Beginning with the line below that contains "let repo_path = git_dir" and ending with the line that contains "methods with precedence", copy every line exactly. Copy nothing else.

[RECORDS FOR THE TASK]

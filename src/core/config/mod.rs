//! core::config
//!
//! Configuration schema and loading.
//!
//! # Overview
//!
//! git-ff has two configuration scopes:
//! - **Global**: User-level settings
//! - **Repo**: Repository-level overrides
//!
//! # Precedence
//!
//! Configuration values are resolved in this order (later overrides earlier):
//! 1. Default values
//! 2. Global config file
//! 3. Repo config file
//! 4. CLI flags (not handled here)
//!
//! # Global Config Locations
//!
//! Searched in order, first existing file wins:
//! 1. `$GIT_FF_CONFIG` if set
//! 2. `$XDG_CONFIG_HOME/git-ff/config.toml`
//! 3. `~/.git-ff/config.toml`
//!
//! # Repo Config Location
//!
//! `<git-dir>/git-ff/config.toml`. Loading never writes anything.
//!
//! # Example
//!
//! ```no_run
//! use git_ff::core::config::Config;
//! use std::path::Path;
//!
//! let config = Config::load(Some(Path::new("/path/to/repo/.git"))).unwrap();
//! println!("Progress: {}", config.progress());
//! println!("Abbrev: {}", config.abbrev());
//! ```

pub mod schema;

pub use schema::{GlobalConfig, RepoConfig};

use std::fs;
use std::path::{Path, PathBuf};

use serde::de::DeserializeOwned;
use thiserror::Error;

/// Default abbreviation length for object ids in messages.
pub const DEFAULT_ABBREV: usize = 7;

/// Errors from configuration operations.
#[derive(Debug, Error)]
pub enum ConfigError {
    #[error("failed to read config file '{path}': {source}")]
    ReadError {
        path: PathBuf,
        source: std::io::Error,
    },

    #[error("failed to parse config file '{path}': {message}")]
    ParseError { path: PathBuf, message: String },

    #[error("invalid config value: {0}")]
    InvalidValue(String),
}

/// Merged configuration from all sources.
///
/// Accessors apply precedence rules automatically: repo config overrides
/// global config, which overrides the built-in defaults.
#[derive(Debug, Clone, Default)]
pub struct Config {
    /// Global configuration
    pub global: GlobalConfig,
    /// Repository configuration (if in a repo)
    pub repo: Option<RepoConfig>,
    /// Path to the global config file (if loaded)
    global_path: Option<PathBuf>,
    /// Path to the repo config file (if loaded)
    repo_path: Option<PathBuf>,
}

impl Config {
    /// Load configuration from the default locations.
    ///
    /// If `git_dir` is provided, also loads the repository config.
    ///
    /// # Errors
    ///
    /// Returns an error if a config file exists but cannot be read, parsed,
    /// or validated. Missing config files are not an error.
    pub fn load(git_dir: Option<&Path>) -> Result<Config, ConfigError> {
        let candidates = global_candidates(
            std::env::var_os("GIT_FF_CONFIG").map(PathBuf::from),
            std::env::var_os("XDG_CONFIG_HOME").map(PathBuf::from),
            dirs::home_dir(),
        );
        let global_path = candidates.into_iter().find(|p| p.exists());

        Self::load_from(global_path.as_deref(), git_dir)
    }

    /// Load configuration from an explicit global file and git directory.
    pub fn load_from(global_path: Option<&Path>, git_dir: Option<&Path>) -> Result<Config, ConfigError> {
        let global: GlobalConfig = match global_path {
            Some(path) => read_config(path)?,
            None => GlobalConfig::default(),
        };
        global.validate()?;

        let repo_path = git_dir
            .map(Self::repo_config_path)
            .filter(|p| p.exists());
        let repo = match &repo_path {
            Some(path) => {
                let repo: RepoConfig = read_config(path)?;
                repo.validate()?;
                Some(repo)
            }
            None => None,
        };

        Ok(Config {
            global,
            repo,
            global_path: global_path.map(Path::to_path_buf),
            repo_path,
        })
    }

    /// Get the path of the repo config inside a git directory.
    pub fn repo_config_path(git_dir: &Path) -> PathBuf {
        git_dir.join("git-ff/config.toml")
    }

    // =========================================================================
    // Accessor methods with precedence
    // =========================================================================

    /// Whether checkout progress should be rendered.
    ///
    /// Defaults to `true` if not configured.
    pub fn progress(&self) -> bool {
        self.repo
            .as_ref()
            .and_then(|r| r.progress)
            .or(self.global.progress)
            .unwrap_or(true)
    }

    /// Length of abbreviated object ids in messages.
    ///
    /// Defaults to [`DEFAULT_ABBREV`] if not configured.
    pub fn abbrev(&self) -> usize {
        self.repo
            .as_ref()
            .and_then(|r| r.abbrev)
            .or(self.global.abbrev)
            .unwrap_or(DEFAULT_ABBREV)
    }

    /// Get the path to the loaded global config file.
    pub fn global_config_loaded_from(&self) -> Option<&Path> {
        self.global_path.as_deref()
    }

    /// Get the path to the loaded repo config file.
    pub fn repo_config_loaded_from(&self) -> Option<&Path> {
        self.repo_path.as_deref()
    }
}

/// Global config locations in search order.
fn global_candidates(
    explicit: Option<PathBuf>,
    xdg_config_home: Option<PathBuf>,
    home: Option<PathBuf>,
) -> Vec<PathBuf> {
    let mut candidates = Vec::with_capacity(3);
    candidates.extend(explicit);
    candidates.extend(xdg_config_home.map(|xdg| xdg.join("git-ff/config.toml")));
    candidates.extend(home.map(|home| home.join(".git-ff/config.toml")));
    candidates
}

/// Read and parse a config file.
fn read_config<T: DeserializeOwned>(path: &Path) -> Result<T, ConfigError> {
    let contents = fs::read_to_string(path).map_err(|e| ConfigError::ReadError {
        path: path.to_path_buf(),
        source: e,
    })?;

    toml::from_str(&contents).map_err(|e| ConfigError::ParseError {
        path: path.to_path_buf(),
        message: e.to_string(),
    })
}

#[cfg(test)]
mod tests {
    use super::*;
    use tempfile::TempDir;

    fn write_repo_config(git_dir: &Path, contents: &str) {
        let path = Config::repo_config_path(git_dir);
        fs::create_dir_all(path.parent().unwrap()).unwrap();
        fs::write(path, contents).unwrap();
    }

    #[test]
    fn defaults_without_files() {
        let temp = TempDir::new().unwrap();
        let config = Config::load_from(None, Some(temp.path())).unwrap();

        assert!(config.progress());
        assert_eq!(config.abbrev(), DEFAULT_ABBREV);
        assert!(config.repo.is_none());
        assert!(config.global_config_loaded_from().is_none());
        assert!(config.repo_config_loaded_from().is_none());
    }

    #[test]
    fn load_global_file() {
        let temp = TempDir::new().unwrap();
        let path = temp.path().join("config.toml");
        fs::write(&path, "progress = false\nabbrev = 12\n").unwrap();

        let config = Config::load_from(Some(&path), None).unwrap();

        assert!(!config.progress());
        assert_eq!(config.abbrev(), 12);
        assert_eq!(config.global_config_loaded_from(), Some(path.as_path()));
    }

    #[test]
    fn repo_overrides_global() {
        let temp = TempDir::new().unwrap();
        let global = temp.path().join("global.toml");
        fs::write(&global, "progress = false\nabbrev = 12\n").unwrap();
        let git_dir = temp.path().join(".git");
        write_repo_config(&git_dir, "progress = true\n");

        let config = Config::load_from(Some(&global), Some(&git_dir)).unwrap();

        assert!(config.progress());
        // Not set in repo scope, falls back to global
        assert_eq!(config.abbrev(), 12);
        assert!(config.repo_config_loaded_from().is_some());
    }

    #[test]
    fn invalid_repo_value_rejected() {
        let temp = TempDir::new().unwrap();
        write_repo_config(temp.path(), "abbrev = 100\n");

        let result = Config::load_from(None, Some(temp.path()));
        assert!(matches!(result, Err(ConfigError::InvalidValue(_))));
    }

    #[test]
    fn unknown_fields_rejected() {
        let temp = TempDir::new().unwrap();
        write_repo_config(temp.path(), "progress = true\nunknown_field = true\n");

        let result = Config::load_from(None, Some(temp.path()));
        assert!(matches!(result, Err(ConfigError::ParseError { .. })));
    }

    #[test]
    fn global_search_order() {
        let candidates = global_candidates(
            Some(PathBuf::from("/explicit.toml")),
            Some(PathBuf::from("/xdg")),
            Some(PathBuf::from("/home/me")),
        );
        assert_eq!(
            candidates,
            vec![
                PathBuf::from("/explicit.toml"),
                PathBuf::from("/xdg/git-ff/config.toml"),
                PathBuf::from("/home/me/.git-ff/config.toml"),
            ]
        );

        let home_only = global_candidates(None, None, Some(PathBuf::from("/home/me")));
        assert_eq!(home_only, vec![PathBuf::from("/home/me/.git-ff/config.toml")]);
    }
}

[/RECORDS FOR THE TASK]

TASK RESPONSE:
        let repo_path = git_dir
            .map(Self::repo_config_path)
            .filter(|p| p.exists());
        let repo = match &repo_path {
            Some(path) => {
                let repo: RepoConfig = read_config(path)?;
                repo.validate()?;
                Some(repo)
            }
            None => None,
        };

        Ok(Config {
            global,
            repo,
            global_path: global_path.map(Path::to_path_buf),
            repo_path,
        })
    }

    /// Get the path of the repo config inside a git directory.
    pub fn repo_config_path(git_dir: &Path) -> PathBuf {
        git_dir.join("git-ff/config.toml")
    }

    // =========================================================================
    // Accessor methods with precedence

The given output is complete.